**PROMPT:** Restate the records in full, keeping every word as it is.
──────── INFORMATION PROVIDED ────────
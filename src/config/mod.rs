//! Server configuration

use anyhow::Result;
use serde::Deserialize;

#[derive(Debug, Deserialize)]
pub struct Config {
    #[serde(default = "default_port")]
    pub port: u16,

    #[serde(default = "default_ip")]
    pub ip: String,
}

fn default_port() -> u16 {
    8080
}

fn default_ip() -> String {
    "0.0.0.0".to_string()
}

/// Get config directory (SHD_CONFIG_DIR, XDG_CONFIG_HOME or platform default)
pub fn get_config_dir() -> std::path::PathBuf {
    if let Ok(dir) = std::env::var("SHD_CONFIG_DIR") {
        return std::path::PathBuf::from(dir);
    }

    #[cfg(target_os = "macos")]
    {
        if let Ok(home) = std::env::var("HOME") {
            return std::path::PathBuf::from(home)
                .join("Library/Application Support/smart-home-dashboard");
        }
    }

    #[cfg(target_os = "linux")]
    {
        if let Ok(xdg) = std::env::var("XDG_CONFIG_HOME") {
            return std::path::PathBuf::from(xdg).join("smart-home-dashboard");
        }
        if let Ok(home) = std::env::var("HOME") {
            return std::path::PathBuf::from(home).join(".config/smart-home-dashboard");
        }
    }

    #[cfg(target_os = "windows")]
    {
        if let Ok(appdata) = std::env::var("APPDATA") {
            return std::path::PathBuf::from(appdata).join("smart-home-dashboard");
        }
    }

    std::path::PathBuf::from(".")
}

/// Load configuration: defaults, then `config.{toml,json,yaml}` in the
/// config directory, then `SHD_*` environment variables.
pub fn load_config() -> Result<Config> {
    let config_dir = get_config_dir();

    let mut builder = ::config::Config::builder()
        .set_default("port", default_port() as i64)?
        .set_default("ip", default_ip())?
        .add_source(
            ::config::File::with_name(&config_dir.join("config").to_string_lossy()).required(false),
        )
        // SHD_PORT, SHD_IP
        .add_source(
            ::config::Environment::with_prefix("SHD")
                .prefix_separator("_")
                .separator("__")
                .try_parsing(true),
        );

    // Precedence: SHD_PORT > PORT > config file > default
    if std::env::var("SHD_PORT").is_err() {
        if let Ok(port) = std::env::var("PORT") {
            match port.parse::<u16>() {
                Ok(port_num) => builder = builder.set_override("port", port_num as i64)?,
                Err(_) => tracing::warn!("Ignoring invalid PORT value {:?}", port),
            }
        }
    }

    let config = builder.build()?;

    Ok(config.try_deserialize()?)
}

#[cfg(test)]
mod tests {
    use super::*;
    use serial_test::serial;
    use std::env;

    fn clear_env() {
        env::remove_var("SHD_PORT");
        env::remove_var("SHD_IP");
        env::remove_var("PORT");
        env::set_var("SHD_CONFIG_DIR", "/tmp/shd-test-nonexistent");
    }

    #[test]
    #[serial]
    fn test_defaults_without_file_or_env() {
        clear_env();

        let config = load_config().expect("config should load");
        env::remove_var("SHD_CONFIG_DIR");

        assert_eq!(config.port, 8080);
        assert_eq!(config.ip, "0.0.0.0");
    }

    #[test]
    #[serial]
    fn test_plain_port_fallback() {
        clear_env();
        env::set_var("PORT", "9090");

        let config = load_config().expect("config should load");
        env::remove_var("PORT");
        env::remove_var("SHD_CONFIG_DIR");

        assert_eq!(config.port, 9090);
    }

    #[test]
    #[serial]
    fn test_prefixed_env_wins_over_port() {
        clear_env();
        env::set_var("PORT", "9090");
        env::set_var("SHD_PORT", "7070");
        env::set_var("SHD_IP", "127.0.0.1");

        let config = load_config().expect("config should load");
        clear_env();
        env::remove_var("SHD_CONFIG_DIR");

        assert_eq!(config.port, 7070);
        assert_eq!(config.ip, "127.0.0.1");
    }

    #[test]
    #[serial]
    fn test_single_underscore_prefix_is_read() {
        clear_env();
        env::set_var("SHD_IP", "10.0.0.5");
        env::set_var("SHD__IP", "10.0.0.9");

        let config = load_config().expect("config should load");
        env::remove_var("SHD__IP");
        clear_env();
        env::remove_var("SHD_CONFIG_DIR");

        assert_eq!(config.ip, "10.0.0.5");
        assert_eq!(config.port, 8080);
    }

    #[test]
    #[serial]
    fn test_invalid_port_is_ignored() {
        clear_env();
        env::set_var("PORT", "not-a-port");

        let config = load_config().expect("config should load");
        env::remove_var("PORT");
        env::remove_var("SHD_CONFIG_DIR");

        assert_eq!(config.port, 8080);
    }

    #[test]
    #[serial]
    fn test_config_dir_override() {
        env::set_var("SHD_CONFIG_DIR", "/tmp/shd-custom");
        let dir = get_config_dir();
        env::remove_var("SHD_CONFIG_DIR");

        assert_eq!(dir, std::path::PathBuf::from("/tmp/shd-custom"));
    }
}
────────
**OUTPUT:**
filename src/config/mod.rs
//! Server configuration

use anyhow::Result;
use serde::Deserialize;

#[derive(Debug, Deserialize)]
pub struct Config {
    #[serde(default = "default_port")]
    pub port: u16,

    #[serde(default = "default_ip")]
    pub ip: String,
}

fn default_port() -> u16 {
    8080
}

fn default_ip() -> String {
    "0.0.0.0".to_string()
}

/// Get config directory (SHD_CONFIG_DIR, XDG_CONFIG_HOME or platform default)
pub fn get_config_dir() -> std::path::PathBuf {
    if let Ok(dir) = std::env::var("SHD_CONFIG_DIR") {
        return std::path::PathBuf::from(dir);
    }

    #[cfg(target_os = "macos")]
    {
        if let Ok(home) = std::env::var("HOME") {
            return std::path::PathBuf::from(home)
                .join("Library/Application Support/smart-home-dashboard");
        }
    }

    #[cfg(target_os = "linux")]
    {
        if let Ok(xdg) = std::env::var("XDG_CONFIG_HOME") {
            return std::path::PathBuf::from(xdg).join("smart-home-dashboard");
        }
        if let Ok(home) = std::env::var("HOME") {
            return std::path::PathBuf::from(home).join(".config/smart-home-dashboard");
        }
    }

    #[cfg(target_os = "windows")]
    {
        if let Ok(appdata) = std::env::var("APPDATA") {
            return std::path::PathBuf::from(appdata).join("smart-home-dashboard");
        }
    }

    std::path::PathBuf::from(".")
}

/// Load configuration: defaults, then `config.{toml,json,yaml}` in the
/// config directory, then `SHD_*` environment variables.
pub fn load_config() -> Result<Config> {
    let config_dir = get_config_dir();

    let mut builder = ::config::Config::builder()
        .set_default("port", default_port() as i64)?
        .set_default("ip", default_ip())?
        .add_source(
            ::config::File::with_name(&config_dir.join("config").to_string_lossy()).required(false),
        )
        // SHD_PORT, SHD_IP
        .add_source(
            ::config::Environment::with_prefix("SHD")
                .prefix_separator("_")
                .separator("__")
                .try_parsing(true),
        );

    // Precedence: SHD_PORT > PORT > config file > default
    if std::env::var("SHD_PORT").is_err() {
        if let Ok(port) = std::env::var("PORT") {
            match port.parse::<u16>() {
                Ok(port_num) => builder = builder.set_override("port", port_num as i64)?,
                Err(_) => tracing::warn!("Ignoring invalid PORT value {:?}", port),
            }
        }
    }

    let config = builder.build()?;

    Ok(config.try_deserialize()?)
}

#[cfg(test)]
mod tests {
    use super::*;
    use serial_test::serial;
    use std::env;

    fn clear_env() {
        env::remove_var("SHD_PORT");
        env::remove_var("SHD_IP");
        env::remove_var("PORT");
        env::set_var("SHD_CONFIG_DIR", "/tmp/shd-test-nonexistent");
    }

    #[test]
    #[serial]
    fn test_defaults_without_file_or_env() {
        clear_env();

        let config = load_config().expect("config should load");
        env::remove_var("SHD_CONFIG_DIR");

        assert_eq!(config.port, 8080);
        assert_eq!(config.ip, "0.0.0.0");
    }

    #[test]
    #[serial]
    fn test_plain_port_fallback() {
        clear_env();
        env::set_var("PORT", "9090");

        let config = load_config().expect("config should load");
        env::remove_var("PORT");
        env::remove_var("SHD_CONFIG_DIR");

        assert_eq!(config.port, 9090);
    }

    #[test]
    #[serial]
    fn test_prefixed_env_wins_over_port() {
        clear_env();
        env::set_var("PORT", "9090");
        env::set_var("SHD_PORT", "7070");
        env::set_var("SHD_IP", "127.0.0.1");

        let config = load_config().expect("config should load");
        clear_env();
        env::remove_var("SHD_CONFIG_DIR");

        assert_eq!(config.port, 7070);
        assert_eq!(config.ip, "127.0.0.1");
    }

    #[test]
    #[serial]
    fn test_single_underscore_prefix_is_read() {
        clear_env();
        env::set_var("SHD_IP", "10.0.0.5");
        env::set_var("SHD__IP", "10.0.0.9");

        let config = load_config().expect("config should load");
        env::remove_var("SHD__IP");
        clear_env();
        env::remove_var("SHD_CONFIG_DIR");

        assert_eq!(config.ip, "10.0.0.5");
        assert_eq!(config.port, 8080);
    }

    #[test]
    #[serial]
    fn test_invalid_port_is_ignored() {
        clear_env();
        env::set_var("PORT", "not-a-port");

        let config = load_config().expect("config should load");
        env::remove_var("PORT");
        env::remove_var("SHD_CONFIG_DIR");

        assert_eq!(config.port, 8080);
    }

    #[test]
    #[serial]
    fn test_config_dir_override() {
        env::set_var("SHD_CONFIG_DIR", "/tmp/shd-custom");
        let dir = get_config_dir();
        env::remove_var("SHD_CONFIG_DIR");

        assert_eq!(dir, std::path::PathBuf::from("/tmp/shd-custom"));
    }
}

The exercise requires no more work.